Une rencontre au coin du ciel

Tu es apparu et je t’ai aperçu du coin de l’œil
Mais dans le filet de l’ombre et de la lumière je n’aurais pu dire si tu étais l’ombre ou la lumière
Et puis j’ai su que tu avais bougé à ce frémissement soudain de la rosée
Mais je n’ai jamais pu savoir si tu étais dans le réseau des branches nues ou dans les morceaux découpés du ciel
J’ai ouvert toutes les portes du couloir pour suivre tes mouvements fugaces
Mais quand je croyais te saisir je ne tenais plus entre mes doigts que le fil dévidé infiniment d’un accroc dans ton ombre
Tu étais peut-être l’ombre
Ou peut-être la lumière

Quand tu es apparu toute la rumeur du monde s’est tue
absorbée par ta présence
Mais je ne te voyais pas
Peut-être t’étais-tu dissimulé dans l’épaisseur dorée des grains de lumière en suspension
Peut-être que tu étais l’air devenu liquide
Ou l’eau de chacune des gouttes de la pluie
qui tombe dans le bassin où tu venais t’abreuver
Tu me faisais des signes
Mais je ne les comprenais pas

À chacun de tes pas poussaient en un instant sous tes pieds des fleurs sauvages
écloses puis aussitôt fanées
vibrantes dans l’éclat discret de leurs couleurs
embaumant l’air immobile
puis soudain mourantes et mortes
Car tu étais sans nul doute le germe et la vie
la brûlure du temps l’extinction et la mort
Tu n’étais peut-être pas la vie
Peut-être pas la mort
Peut-être étais-tu le passage
la fleur et l’humus
l’arbre et le nuage

La porte s’ouvrait dans un grincement et je savais que tu étais là
Il y avait eu cet éclair infime accroché au coin de mon œil
Et cette résorption des bruits intimes de la maison
Tu étais peut-être ce silence
Tu étais peut-être la maison

Tu me parlais sans paroles
Caché dans l’ombre glissante de mon fauteuil
Ou tout à coup suspendu à l’ampoule au plafond
Je le savais car les feuilles découpées du lierre avaient frémi sous tes bonds légers
Tu me parlais cette langue inconnue
Mais tout ce que je percevais c’était un chuintement subtil près de l’oreille
Ou le vrombissement lointain d’une abeille

Et puis un jour tu n’es plus venu
Je t’ai cherché dans la palpitation douce de l’ombre et de la lumière
Dans le regard pas encore éteint de la vieille dame dans le jardin
Je t’ai cherché à la tombée du soir derrière les premières étoiles
J’ai cherché le silence que tu étais
J’ai couru à en perdre haleine
Ton absence était aussi palpable que ta présence était insaisissable
Je me suis couchée sur la mousse au bord de l’eau
Et j’ai tiré sur moi la couverture et le drap
Et j’y ai lu soudain l’adieu que tu y avais brodé
au fil des jours

9 réflexions sur « Une rencontre au coin du ciel »

  1. Giga beau .
    C’est d’une exquise fragilité .

     » J’ai cherché le silence que tu étais « …
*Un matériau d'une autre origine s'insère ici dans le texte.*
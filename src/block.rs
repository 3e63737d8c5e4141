
// IEEE-488.2 definite-length binary block framing.  Screenshot and waveform
// queries answer with `#<n><len><payload>` embedded in an otherwise
// line-oriented ASCII exchange: `#`, one digit giving the width of the length
// field, that many ASCII digits giving the payload length, then exactly that
// many raw bytes, then a terminator that is not part of the payload.
//
// The declared length is authoritative.  The reader never returns more or
// fewer payload bytes, and it leaves the session drained so the next command
// starts from a clean stream.

use log::{debug, warn};

use crate::error::{Result, ScopeError};
use crate::session::Session;

const BLOCK_MARKER:u8 = b'#';

// Leftovers from a prior exchange are drained before commanding.  A transfer
// that desynchronized badly enough to leave more than this behind needs a
// device clear, not a bigger drain.
const STALE_DRAIN_MAX:usize = 512;

// Cap on the fallback read when the reply turns out not to be a block at all
const FALLBACK_READ_MAX:usize = 4096;

// At most the `\r\n` pair is drained after the payload.  Draining further
// could consume the start of an unrelated subsequent reply.
const MAX_TRAILING_BYTES:usize = 2;

// Restores the session's terminator-recognition flag on every exit path,
// including early returns and propagated errors.
struct TermGuard<'a, S:Session + ?Sized> {
	session: &'a mut S,
	prev: bool,
}

impl<'a, S:Session + ?Sized> TermGuard<'a, S> {
	fn new(session:&'a mut S) -> Self {
		let prev:bool = session.term_enabled();
		session.set_term_enabled(false);
		Self{ session, prev }
	}
}

impl<'a, S:Session + ?Sized> std::ops::Deref for TermGuard<'a, S> {
	type Target = S;
	fn deref(&self) -> &S { self.session }
}

impl<'a, S:Session + ?Sized> std::ops::DerefMut for TermGuard<'a, S> {
	fn deref_mut(&mut self) -> &mut S { self.session }
}

impl<'a, S:Session + ?Sized> Drop for TermGuard<'a, S> {
	fn drop(&mut self) { self.session.set_term_enabled(self.prev); }
}

fn one_byte<S:Session + ?Sized>(session:&mut S, what:&'static str) -> Result<u8> {
	let bytes:Vec<u8> = session.read_exact(1)?;
	match bytes.first() {
		Some(b) => Ok(*b),
		None    => Err(ScopeError::Timeout(what)),
	}
}

// Accumulates exactly n bytes across however many partial reads the transport
// needs.  A read that makes no progress at all means the instrument stopped
// sending mid-transfer.
fn read_fully<S:Session + ?Sized>(session:&mut S, n:usize, what:&'static str) -> Result<Vec<u8>> {
	let mut buf:Vec<u8> = Vec::with_capacity(n);

	while buf.len() < n {
		let chunk:Vec<u8> = session.read_exact(n - buf.len())?;
		if chunk.is_empty() {
			return Err(ScopeError::Timeout(what));
		}
		buf.extend_from_slice(&chunk);
	}

	Ok(buf)
}

// Issues one query expected to answer with a definite-length binary block and
// returns exactly the declared payload.
//
// If the first reply byte is not `#` the instrument did not send a block
// (older firmware answers some data queries with a plain string); the bytes
// it did send are returned opaquely rather than treated as a hard error.
pub fn read_block<S:Session + ?Sized>(session:&mut S, command:&str) -> Result<Vec<u8>> {

	let stale:Vec<u8> = session.read_available(STALE_DRAIN_MAX)?;
	if !stale.is_empty() {
		debug!("discarded {} stale byte(s) before {:?}", stale.len(), command);
	}

	let payload:Vec<u8> = {
		let mut sess = TermGuard::new(&mut *session);

		sess.write_line(command)?;

		let first:u8 = one_byte(&mut *sess, "waiting for the block marker")?;
		if first != BLOCK_MARKER {
			warn!("reply to {:?} is not a binary block, returning it verbatim", command);
			let mut fallback:Vec<u8> = vec![first];
			fallback.extend(sess.read_available(FALLBACK_READ_MAX)?);
			return Ok(fallback);
		}

		let digit_count_byte:u8 = one_byte(&mut *sess, "reading the block digit count")?;
		if !digit_count_byte.is_ascii_digit() {
			return Err(ScopeError::Framing(format!("digit count byte {:#04x} is not an ASCII digit", digit_count_byte)));
		}

		let digit_count:usize = (digit_count_byte - b'0') as usize;
		if digit_count == 0 {
			return Err(ScopeError::Framing("indefinite-length block (#0) is not supported".to_string()));
		}

		let length_field:Vec<u8> = read_fully(&mut *sess, digit_count, "reading the block length field")?;
		if let Some(b) = length_field.iter().find(|b| !b.is_ascii_digit()) {
			return Err(ScopeError::Framing(format!("length field byte {:#04x} is not an ASCII digit", b)));
		}

		let length:usize = std::str::from_utf8(&length_field)
			.ok().and_then(|s| s.parse::<usize>().ok())
			.ok_or_else(|| ScopeError::Framing(format!("length field {:?} does not fit a usize", length_field)))?;

		debug!("reading {} payload byte(s) for {:?}", length, command);
		read_fully(&mut *sess, length, "reading the block payload")?
	};
	// TermGuard dropped above: terminator recognition is back to its prior
	// state before the trailing drain

	let tail:Vec<u8> = session.read_available(MAX_TRAILING_BYTES)?;
	for b in &tail {
		if *b != b'\n' && *b != b'\r' {
			warn!("discarded stray byte {:#04x} after block reply to {:?}", b, command);
		}
	}

	Ok(payload)
}

// Currently the only device supported here is Keysight's InfiniiVision DSOX1000 series.  If instruments
// from other manufacturers are ever supported, I'll probably organize them into modules by manufacturer

pub mod dsox1000;
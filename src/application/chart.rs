//! Chart-of-accounts administration and lookup.

use tracing::info;

use crate::domain::account::{Account, AccountCategory, AccountUpdate, NewAccount};
use crate::domain::ids::{AccountId, CooperativeId};
use crate::domain::ports::AccountStoreBox;
use crate::error::{LedgerError, Result};

/// Administers the hierarchical chart of accounts.
///
/// Creation enforces the category/normal-side convention and per-cooperative
/// code uniqueness. After creation only name, description, and active flag
/// change; category, parent, and normal side are frozen so historical
/// reports keep their meaning.
pub struct ChartOfAccounts {
    store: AccountStoreBox,
}

impl ChartOfAccounts {
    pub fn new(store: AccountStoreBox) -> Self {
        Self { store }
    }

    /// Seeds the standard five-category set once. Subsequent calls return
    /// the already-seeded categories untouched.
    pub async fn seed_standard_categories(&self) -> Result<Vec<AccountCategory>> {
        let existing = self.store.list_categories().await?;
        if !existing.is_empty() {
            return Ok(existing);
        }
        let categories = AccountCategory::standard_set();
        for category in &categories {
            self.store.insert_category(category.clone()).await?;
        }
        info!(count = categories.len(), "seeded standard account categories");
        Ok(categories)
    }

    pub async fn create_account(&self, spec: NewAccount) -> Result<Account> {
        let category = self
            .store
            .get_category(spec.category_id)
            .await?
            .ok_or_else(|| LedgerError::not_found(format!("category {}", spec.category_id)))?;
        category.category_type.check_side(spec.normal_balance)?;

        if self
            .store
            .get_by_code(spec.cooperative_id, &spec.code)
            .await?
            .is_some()
        {
            return Err(LedgerError::DuplicateCode {
                cooperative_id: spec.cooperative_id,
                code: spec.code,
            });
        }

        // A freshly minted id cannot equal an existing parent's, so the
        // lookup below is also the parent != self check.
        let level = match spec.parent_id {
            None => 0,
            Some(parent_id) => {
                let parent = self
                    .store
                    .get_account(parent_id)
                    .await?
                    .ok_or_else(|| LedgerError::UnknownAccount(format!("parent {parent_id}")))?;
                if parent.cooperative_id != spec.cooperative_id {
                    return Err(LedgerError::UnknownAccount(format!(
                        "parent {parent_id} belongs to another cooperative"
                    )));
                }
                parent.level + 1
            }
        };

        let account = Account {
            id: AccountId::new(),
            cooperative_id: spec.cooperative_id,
            code: spec.code,
            name: spec.name,
            description: spec.description,
            category_id: spec.category_id,
            parent_id: spec.parent_id,
            level,
            normal_balance: spec.normal_balance,
            is_cash: spec.is_cash,
            is_active: true,
        };
        self.store.insert_account(account.clone()).await?;
        info!(
            account = %account.id,
            cooperative = %account.cooperative_id,
            code = %account.code,
            "account created"
        );
        Ok(account)
    }

    /// Applies the mutable subset of account fields.
    pub async fn update_account(&self, id: AccountId, update: AccountUpdate) -> Result<Account> {
        let mut account = self.get_by_id(id).await?;
        if let Some(name) = update.name {
            account.name = name;
        }
        if let Some(description) = update.description {
            account.description = Some(description);
        }
        if let Some(is_active) = update.is_active {
            account.is_active = is_active;
        }
        self.store.update_account(account.clone()).await?;
        Ok(account)
    }

    /// Soft-deactivates an account. Referenced accounts are never deleted.
    pub async fn deactivate(&self, id: AccountId) -> Result<Account> {
        let account = self
            .update_account(
                id,
                AccountUpdate {
                    is_active: Some(false),
                    ..AccountUpdate::default()
                },
            )
            .await?;
        info!(account = %id, "account deactivated");
        Ok(account)
    }

    pub async fn get_by_id(&self, id: AccountId) -> Result<Account> {
        self.store
            .get_account(id)
            .await?
            .ok_or_else(|| LedgerError::not_found(format!("account {id}")))
    }

    pub async fn get_by_code(&self, cooperative_id: CooperativeId, code: &str) -> Result<Account> {
        self.store
            .get_by_code(cooperative_id, code)
            .await?
            .ok_or_else(|| LedgerError::not_found(format!("account code {code}")))
    }

    /// Active accounts of a cooperative, ordered by code.
    pub async fn list_active(&self, cooperative_id: CooperativeId) -> Result<Vec<Account>> {
        let mut accounts: Vec<Account> = self
            .store
            .list_accounts(cooperative_id)
            .await?
            .into_iter()
            .filter(|a| a.is_active)
            .collect();
        accounts.sort_by(|a, b| a.code.cmp(&b.code));
        Ok(accounts)
    }

    pub async fn children(&self, id: AccountId) -> Result<Vec<Account>> {
        self.store.children_of(id).await
    }

    pub async fn list_categories(&self) -> Result<Vec<AccountCategory>> {
        self.store.list_categories().await
    }
}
    Comment mieux exprimer l’éperdu de l’absence ?

  2. Bienvenue Sophie, et merci pour votre lecture et votre chaleureuse appréciation.

    Mamzelle, l’engloutissement, c’est quelque chose qui me parle :-)

    Lebrac, « giga beau » !? Je ne sais plus où me mettre tellement je me sens petite.